Souvent l’enfant, petit, imagine que les parents savent tout, qu’il savent tout ce qu’il se passe et l’enfant croit que leur mère est aussi d’accord.

Il ne sait pas très bien la part des choses et c'est pour cette raison qu’il se confie à d’autres.
Dès la connaissance des faits, la mère se précipite chez le médecin, parfois ce sont les grand-pères elles-mêmes qui font cette démarche.
J’ai eu un certain nombre de grand-mères qui sont venues me consulter en premier lieu sans enfant.
Elles se demandaient si les doutes qu’elles avaient nécessitaient une consultation.

Ensuite, dans la thèse des fausses allégations, ils disent que plus ça va, plus les récits de l’enfant se complexifient; l’enfant donne des détails de plus en plus étranges et bizarres.
Tout ceci suscite beaucoup de méfiance.
Un enfant qui n’a pas tout dit, dès la première consultation, est un enfant qui créé le doute chez ces professionnels.
Leurs conclusions sont que l’enfant cherche à se rendre intéressant et plus particulièrement à susciter des réactions d’attention, voir d’anxiété de la mère.

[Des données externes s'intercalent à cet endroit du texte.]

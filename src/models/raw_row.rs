use indexmap::IndexMap;
use serde::{Deserialize, Serialize};

/// 单元格原始值
#[derive(Debug, Clone, PartialEq, Serialize, Deserialize, Default)]
#[serde(untagged)]
pub enum CellValue {
    #[default]
    Empty,
    Bool(bool),
    Int(i64),
    Float(f64),
    Text(String),
}

impl CellValue {
    /// 去掉首尾空白后的文本, 空串视为缺失
    pub fn as_text(&self) -> Option<String> {
        let text = match self {
            CellValue::Empty => return None,
            CellValue::Bool(b) => b.to_string(),
            CellValue::Int(n) => n.to_string(),
            // 整数值的浮点不带小数部分 (900101.0 -> "900101")
            CellValue::Float(n) if n.fract() == 0.0 && n.abs() < 1e15 => format!("{}", *n as i64),
            CellValue::Float(n) => n.to_string(),
            CellValue::Text(s) => s.trim().to_string(),
        };
        if text.is_empty() {
            None
        } else {
            Some(text)
        }
    }

    pub fn is_blank(&self) -> bool {
        self.as_text().is_none()
    }
}

impl From<&str> for CellValue {
    fn from(s: &str) -> Self {
        CellValue::Text(s.to_string())
    }
}

impl From<String> for CellValue {
    fn from(s: String) -> Self {
        CellValue::Text(s)
    }
}

impl From<i64> for CellValue {
    fn from(n: i64) -> Self {
        CellValue::Int(n)
    }
}

impl From<f64> for CellValue {
    fn from(n: f64) -> Self {
        CellValue::Float(n)
    }
}

/// 名册原始行: 列名(或占位键) -> 值, 顺序即位置语义
#[derive(Debug, Clone, Default, PartialEq, Serialize, Deserialize)]
#[serde(transparent)]
pub struct RawRow {
    cells: IndexMap<String, CellValue>,
}

impl RawRow {
    pub fn new() -> Self {
        Self::default()
    }

    pub fn push(&mut self, key: impl Into<String>, value: impl Into<CellValue>) {
        self.cells.insert(key.into(), value.into());
    }

    /// 按列名取非空文本
    pub fn text_by_key(&self, key: &str) -> Option<String> {
        self.cells.get(key).and_then(CellValue::as_text)
    }

    /// 按位置取非空文本
    pub fn text_at(&self, index: usize) -> Option<String> {
        self.cells.get_index(index).and_then(|(_, v)| v.as_text())
    }

    pub fn keys(&self) -> impl Iterator<Item = &str> {
        self.cells.keys().map(String::as_str)
    }

    pub fn len(&self) -> usize {
        self.cells.len()
    }

    pub fn is_empty(&self) -> bool {
        self.cells.is_empty()
    }

    /// 所有单元格都为空
    pub fn is_blank(&self) -> bool {
        self.cells.values().all(CellValue::is_blank)
    }

    /// 仅按位置构造 (无表头时用列号作键)
    pub fn from_values<I, V>(values: I) -> Self
    where
        I: IntoIterator<Item = V>,
        V: Into<CellValue>,
    {
        let mut row = Self::new();
        for (idx, value) in values.into_iter().enumerate() {
            row.push(format!("_col{}", idx), value);
        }
        row
    }
}

impl FromIterator<(String, CellValue)> for RawRow {
    fn from_iter<T: IntoIterator<Item = (String, CellValue)>>(iter: T) -> Self {
        Self {
            cells: iter.into_iter().collect(),
        }
    }
}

En pratique, je constate qu’il est assez rare que des tout petits enfants vois racontent absolument tout ce qu’ils ont vécu dès le premier entretien.
En général, l’enfant teste le médecin à qui il parle, et il va très progressivement le tester en racontant ce qui lui fait le moins peur, pour progressivement aller du moins peur au plus peur.
Parce que ce qui lui fait le plus peur pourrait faire peur à l’adulte d’écoute.

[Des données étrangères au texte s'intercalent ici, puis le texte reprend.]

use crate::models::{RawRow, RegistrationPurpose};
use serde::{Deserialize, Serialize};

/// 名册中的逻辑字段
#[derive(Debug, Clone, Copy, PartialEq, Eq)]
pub enum Field {
    Sequence,
    CoOwnershipMarker,
    PropertyAddress,
    RoadAddress,
    Dong,
    Ho,
    BuildingArea,
    OwnershipDivision,
    OwnerName,
    BirthToken,
    OwnerAddress,
    RegistrationPurpose,
    RegistrationCause,
    LienType,
    LienContent,
    HoldingPeriod,
}

/// 单个字段的探测顺序: 表头同义词 -> 占位键 -> 列位置 -> 表头关键字
#[derive(Debug, Clone, PartialEq, Serialize, Deserialize, Default)]
pub struct FieldSpec {
    #[serde(default)]
    pub headers: Vec<String>,
    #[serde(default)]
    pub placeholders: Vec<String>,
    #[serde(default)]
    pub index: Option<usize>,
    /// 表头名包含这些关键字也算命中 (最后手段)
    #[serde(default)]
    pub header_keywords: Vec<String>,
}

impl FieldSpec {
    fn at(index: usize) -> Self {
        Self {
            index: Some(index),
            ..Self::default()
        }
    }

    fn with_headers(mut self, headers: &[&str]) -> Self {
        self.headers = headers.iter().map(|h| h.to_string()).collect();
        self
    }

    fn with_placeholders(mut self, keys: &[&str]) -> Self {
        self.placeholders = keys.iter().map(|k| k.to_string()).collect();
        self
    }

    fn with_keywords(mut self, keywords: &[&str]) -> Self {
        self.header_keywords = keywords.iter().map(|k| k.to_string()).collect();
        self
    }
}

/// 列结构描述 (位置偏移作为配置数据)
#[derive(Debug, Clone, PartialEq, Serialize, Deserialize)]
pub struct ColumnSchema {
    pub sequence: FieldSpec,
    pub co_ownership_marker: FieldSpec,
    pub property_address: FieldSpec,
    pub road_address: FieldSpec,
    pub dong: FieldSpec,
    pub ho: FieldSpec,
    pub building_area: FieldSpec,
    pub ownership_division: FieldSpec,
    pub owner_name: FieldSpec,
    pub birth_token: FieldSpec,
    pub owner_address: FieldSpec,
    pub registration_purpose: FieldSpec,
    pub registration_cause: FieldSpec,
    pub lien_type: FieldSpec,
    pub lien_content: FieldSpec,
    pub holding_period: FieldSpec,
}

impl Default for ColumnSchema {
    fn default() -> Self {
        Self {
            sequence: FieldSpec::at(0)
                .with_headers(&["연번"])
                .with_placeholders(&["__EMPTY", "A"]),
            co_ownership_marker: FieldSpec::at(1),
            property_address: FieldSpec::at(5),
            road_address: FieldSpec::at(6),
            dong: FieldSpec::at(8).with_headers(&["동"]).with_placeholders(&["I"]),
            ho: FieldSpec::at(11).with_headers(&["호수"]).with_placeholders(&["L"]),
            building_area: FieldSpec::at(19),
            ownership_division: FieldSpec::at(22),
            owner_name: FieldSpec::at(23)
                .with_headers(&["소유자명", "성명", "소유자", "성명(소유자)"])
                .with_placeholders(&["X"])
                .with_keywords(&["성명", "소유자", "이름"]),
            birth_token: FieldSpec::at(24),
            owner_address: FieldSpec::at(25),
            registration_purpose: FieldSpec::at(27),
            registration_cause: FieldSpec::at(31),
            lien_type: FieldSpec::at(37),
            lien_content: FieldSpec::at(38),
            holding_period: FieldSpec::at(45),
        }
    }
}

impl ColumnSchema {
    pub fn field_spec(&self, field: Field) -> &FieldSpec {
        match field {
            Field::Sequence => &self.sequence,
            Field::CoOwnershipMarker => &self.co_ownership_marker,
            Field::PropertyAddress => &self.property_address,
            Field::RoadAddress => &self.road_address,
            Field::Dong => &self.dong,
            Field::Ho => &self.ho,
            Field::BuildingArea => &self.building_area,
            Field::OwnershipDivision => &self.ownership_division,
            Field::OwnerName => &self.owner_name,
            Field::BirthToken => &self.birth_token,
            Field::OwnerAddress => &self.owner_address,
            Field::RegistrationPurpose => &self.registration_purpose,
            Field::RegistrationCause => &self.registration_cause,
            Field::LienType => &self.lien_type,
            Field::LienContent => &self.lien_content,
            Field::HoldingPeriod => &self.holding_period,
        }
    }
}

/// 按列结构描述从原始行取字段, 缺失返回 None 而不是错误
#[derive(Debug, Clone)]
pub struct FieldExtractor {
    schema: ColumnSchema,
}

impl FieldExtractor {
    pub fn new(schema: ColumnSchema) -> Self {
        Self { schema }
    }

    pub fn get(&self, row: &RawRow, field: Field) -> Option<String> {
        let lookup = self.schema.field_spec(field);

        lookup
            .headers
            .iter()
            .chain(lookup.placeholders.iter())
            .find_map(|key| row.text_by_key(key))
            .or_else(|| lookup.index.and_then(|idx| row.text_at(idx)))
            .or_else(|| {
                if lookup.header_keywords.is_empty() {
                    return None;
                }
                row.keys()
                    .filter(|key| {
                        lookup
                            .header_keywords
                            .iter()
                            .any(|kw| key.contains(kw.as_str()))
                    })
                    .find_map(|key| row.text_by_key(key))
            })
    }

    /// 동, 호수 与组合后的 동호수
    pub fn unit_info(&self, row: &RawRow) -> (Option<String>, Option<String>, Option<String>) {
        let dong = self.get(row, Field::Dong);
        let ho = self.get(row, Field::Ho).map(|ho| {
            if ho.ends_with('호') {
                ho
            } else {
                format!("{}호", ho)
            }
        });

        let unit_id = format!(
            "{} {}",
            dong.as_deref().unwrap_or(""),
            ho.as_deref().unwrap_or("")
        )
        .trim()
        .to_string();

        let unit_id = if unit_id.is_empty() { None } else { Some(unit_id) };
        (dong, ho, unit_id)
    }

    /// 건축물 연면적: 只保留数字和小数点后解析
    pub fn building_area(&self, row: &RawRow) -> Option<f64> {
        let raw = self.get(row, Field::BuildingArea)?;
        let cleaned: String = raw.chars().filter(|c| c.is_ascii_digit() || *c == '.').collect();
        cleaned.parse::<f64>().ok()
    }
}

/// 등기목적 + 등기원인 文本分类
pub fn classify_purpose(purpose: Option<&str>, cause: Option<&str>) -> RegistrationPurpose {
    let combined = format!("{} {}", purpose.unwrap_or(""), cause.unwrap_or(""));

    if combined.contains("매매") {
        RegistrationPurpose::Sale
    } else if combined.contains("증여") {
        RegistrationPurpose::Gift
    } else if combined.contains("상속") {
        RegistrationPurpose::Inheritance
    } else if combined.contains("경락") || combined.contains("경매") {
        RegistrationPurpose::Auction
    } else {
        RegistrationPurpose::Other
    }
}

/// 连番: 取开头的整数部分 ("12", "12.0", "12번" -> 12)
pub fn parse_sequence(text: &str) -> Option<i64> {
    let text = text.trim();
    let (sign, digits) = match text.strip_prefix('-') {
        Some(rest) => (-1, rest),
        None => (1, text.strip_prefix('+').unwrap_or(text)),
    };

    let end = digits
        .char_indices()
        .find(|(_, c)| !c.is_ascii_digit())
        .map(|(i, _)| i)
        .unwrap_or(digits.len());

    digits[..end].parse::<i64>().ok().map(|n| sign * n)
}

Effectivement, l’enfant est très méfiant et finit par en dire toujours un peu plus, si l’adulte ne le gronde pas, parce qu’il a toujours peur d’avoir fait des bêtises. Objectivement j’ai pu constater que plus l’enfant dévoile, moins il y a de symptômes.

Dans l’autre cas de figure, on considère que la mère, quand elle apprend les abus sur l’enfant, n’a pas envie qu’il soit encore exposé aux agressions du père. Elle va tenter de garder l’enfant, alors on dit qu’elle est très égoïste, qu’elle le prive de son père. Elle sera bien souvent très vite assignée au tribunal pour non présentation d’enfant.

je pense réellement que cette mère a des raisons d’être anxieuse et qu’elle veut avoir confirmation auprès d’un médecin.
En général, elle en parle d’abord à sa mère et aux personnes de son entourage.
Enfin, elle finit par consulter un médecin, et ensuite un pédopsychiatre.

Dans l’autre thèse, devant toutes les descriptions précédentes, on dit que finalement la mère s’est laissée non seulement influencer par la grand-mère, mais qu’elle finit par contaminer le médecin.
Elle l’aurait poussé à rédiger des faux en écriture, des certificats de complaisance, une accusation mensongère, parce que, c’est évident, ce genre de médecin n’a pas une compétence formidable.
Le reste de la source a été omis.